**TASK DIRECTIONS:** Starting with the line that contains "repository 23a835889a021286" and stopping after the line that contains "clients, never persisted.", return each line below exactly as written, with no others.

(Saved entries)
○ ○ ○ ○

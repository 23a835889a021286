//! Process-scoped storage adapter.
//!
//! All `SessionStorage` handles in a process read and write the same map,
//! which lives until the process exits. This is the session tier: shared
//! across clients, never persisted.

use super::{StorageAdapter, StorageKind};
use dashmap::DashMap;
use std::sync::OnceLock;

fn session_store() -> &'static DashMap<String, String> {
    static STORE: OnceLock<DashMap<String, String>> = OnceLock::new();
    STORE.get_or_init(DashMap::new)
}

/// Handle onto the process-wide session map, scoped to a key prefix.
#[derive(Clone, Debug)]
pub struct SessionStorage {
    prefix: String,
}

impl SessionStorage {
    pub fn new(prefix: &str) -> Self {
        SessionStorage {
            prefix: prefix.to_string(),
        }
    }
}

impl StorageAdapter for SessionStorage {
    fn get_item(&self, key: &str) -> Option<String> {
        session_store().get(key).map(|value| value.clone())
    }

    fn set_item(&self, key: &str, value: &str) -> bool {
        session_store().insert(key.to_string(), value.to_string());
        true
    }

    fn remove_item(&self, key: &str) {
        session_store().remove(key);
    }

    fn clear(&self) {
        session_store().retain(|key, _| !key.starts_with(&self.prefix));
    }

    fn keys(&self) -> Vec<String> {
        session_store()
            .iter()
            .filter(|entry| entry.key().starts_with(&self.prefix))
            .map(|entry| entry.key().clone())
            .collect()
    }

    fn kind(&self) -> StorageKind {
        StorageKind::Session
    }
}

○ ○ ○ ○

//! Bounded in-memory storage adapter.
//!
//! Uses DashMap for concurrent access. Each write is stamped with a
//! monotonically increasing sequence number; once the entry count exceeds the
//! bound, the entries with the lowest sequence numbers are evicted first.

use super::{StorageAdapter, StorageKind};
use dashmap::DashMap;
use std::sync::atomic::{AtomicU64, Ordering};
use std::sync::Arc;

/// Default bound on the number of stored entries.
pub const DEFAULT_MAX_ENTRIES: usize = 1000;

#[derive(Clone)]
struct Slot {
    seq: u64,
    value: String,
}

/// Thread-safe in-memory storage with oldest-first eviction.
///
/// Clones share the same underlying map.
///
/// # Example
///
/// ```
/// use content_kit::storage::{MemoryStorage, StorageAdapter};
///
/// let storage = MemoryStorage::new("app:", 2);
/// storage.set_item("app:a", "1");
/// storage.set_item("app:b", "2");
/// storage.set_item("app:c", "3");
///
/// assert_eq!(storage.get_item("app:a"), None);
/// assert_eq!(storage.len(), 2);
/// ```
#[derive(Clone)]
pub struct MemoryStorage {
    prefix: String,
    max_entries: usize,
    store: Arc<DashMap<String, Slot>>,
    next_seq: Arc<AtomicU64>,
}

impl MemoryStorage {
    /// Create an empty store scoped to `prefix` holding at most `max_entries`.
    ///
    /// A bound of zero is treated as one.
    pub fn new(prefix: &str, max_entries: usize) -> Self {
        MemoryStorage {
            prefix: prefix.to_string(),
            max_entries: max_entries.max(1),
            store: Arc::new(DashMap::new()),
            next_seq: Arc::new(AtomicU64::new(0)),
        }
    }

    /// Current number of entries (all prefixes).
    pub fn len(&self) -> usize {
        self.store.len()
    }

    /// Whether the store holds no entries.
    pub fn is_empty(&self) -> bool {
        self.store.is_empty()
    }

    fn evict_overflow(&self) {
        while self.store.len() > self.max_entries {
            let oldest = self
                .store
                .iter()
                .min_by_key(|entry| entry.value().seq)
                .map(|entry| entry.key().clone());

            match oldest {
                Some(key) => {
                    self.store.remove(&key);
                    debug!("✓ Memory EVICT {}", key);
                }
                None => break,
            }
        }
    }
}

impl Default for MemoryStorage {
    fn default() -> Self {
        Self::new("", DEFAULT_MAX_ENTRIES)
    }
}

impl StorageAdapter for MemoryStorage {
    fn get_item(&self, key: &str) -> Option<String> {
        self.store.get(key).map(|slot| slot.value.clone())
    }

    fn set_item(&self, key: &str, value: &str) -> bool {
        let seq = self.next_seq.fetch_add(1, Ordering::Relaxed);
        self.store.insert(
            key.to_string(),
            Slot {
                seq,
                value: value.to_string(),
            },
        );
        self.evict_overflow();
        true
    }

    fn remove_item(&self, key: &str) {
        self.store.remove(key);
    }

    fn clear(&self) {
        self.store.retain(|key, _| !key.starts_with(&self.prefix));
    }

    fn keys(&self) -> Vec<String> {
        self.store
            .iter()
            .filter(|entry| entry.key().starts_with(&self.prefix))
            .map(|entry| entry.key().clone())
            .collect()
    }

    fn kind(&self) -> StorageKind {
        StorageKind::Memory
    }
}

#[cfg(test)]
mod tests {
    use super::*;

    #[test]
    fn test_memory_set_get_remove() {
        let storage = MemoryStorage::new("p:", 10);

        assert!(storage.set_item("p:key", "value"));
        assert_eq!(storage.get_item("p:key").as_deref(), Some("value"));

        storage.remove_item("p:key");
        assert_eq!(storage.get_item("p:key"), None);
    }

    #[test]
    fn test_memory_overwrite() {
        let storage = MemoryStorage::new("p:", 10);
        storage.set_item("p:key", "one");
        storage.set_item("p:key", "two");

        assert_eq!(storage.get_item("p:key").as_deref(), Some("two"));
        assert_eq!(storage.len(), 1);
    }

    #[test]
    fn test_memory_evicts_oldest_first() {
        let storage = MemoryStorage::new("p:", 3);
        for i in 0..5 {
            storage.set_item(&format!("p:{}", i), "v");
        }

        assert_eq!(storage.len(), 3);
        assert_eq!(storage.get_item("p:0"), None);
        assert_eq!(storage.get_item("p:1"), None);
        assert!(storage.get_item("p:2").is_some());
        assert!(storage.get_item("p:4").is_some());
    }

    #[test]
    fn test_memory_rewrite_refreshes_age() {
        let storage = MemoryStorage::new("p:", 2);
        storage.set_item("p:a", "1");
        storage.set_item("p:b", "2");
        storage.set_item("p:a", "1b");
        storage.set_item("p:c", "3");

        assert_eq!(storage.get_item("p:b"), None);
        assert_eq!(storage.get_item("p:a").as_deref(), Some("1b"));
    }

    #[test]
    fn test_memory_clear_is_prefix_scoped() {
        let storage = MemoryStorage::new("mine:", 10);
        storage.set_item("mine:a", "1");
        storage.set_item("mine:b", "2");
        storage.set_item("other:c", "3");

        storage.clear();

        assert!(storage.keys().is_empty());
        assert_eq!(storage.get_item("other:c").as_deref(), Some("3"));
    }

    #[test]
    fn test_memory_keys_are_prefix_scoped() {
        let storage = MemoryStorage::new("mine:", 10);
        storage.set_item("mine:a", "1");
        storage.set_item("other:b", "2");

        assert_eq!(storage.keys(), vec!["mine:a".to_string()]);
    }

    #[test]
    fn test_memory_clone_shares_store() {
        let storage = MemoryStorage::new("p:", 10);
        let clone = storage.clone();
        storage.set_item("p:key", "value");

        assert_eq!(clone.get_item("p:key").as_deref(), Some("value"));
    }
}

○ ○ ○ ○

**ANSWER TO THIS PROBLEM:**
repository 23a835889a021286
//! Process-scoped storage adapter.
//!
//! All `SessionStorage` handles in a process read and write the same map,
//! which lives until the process exits. This is the session tier: shared
//! across clients, never persisted.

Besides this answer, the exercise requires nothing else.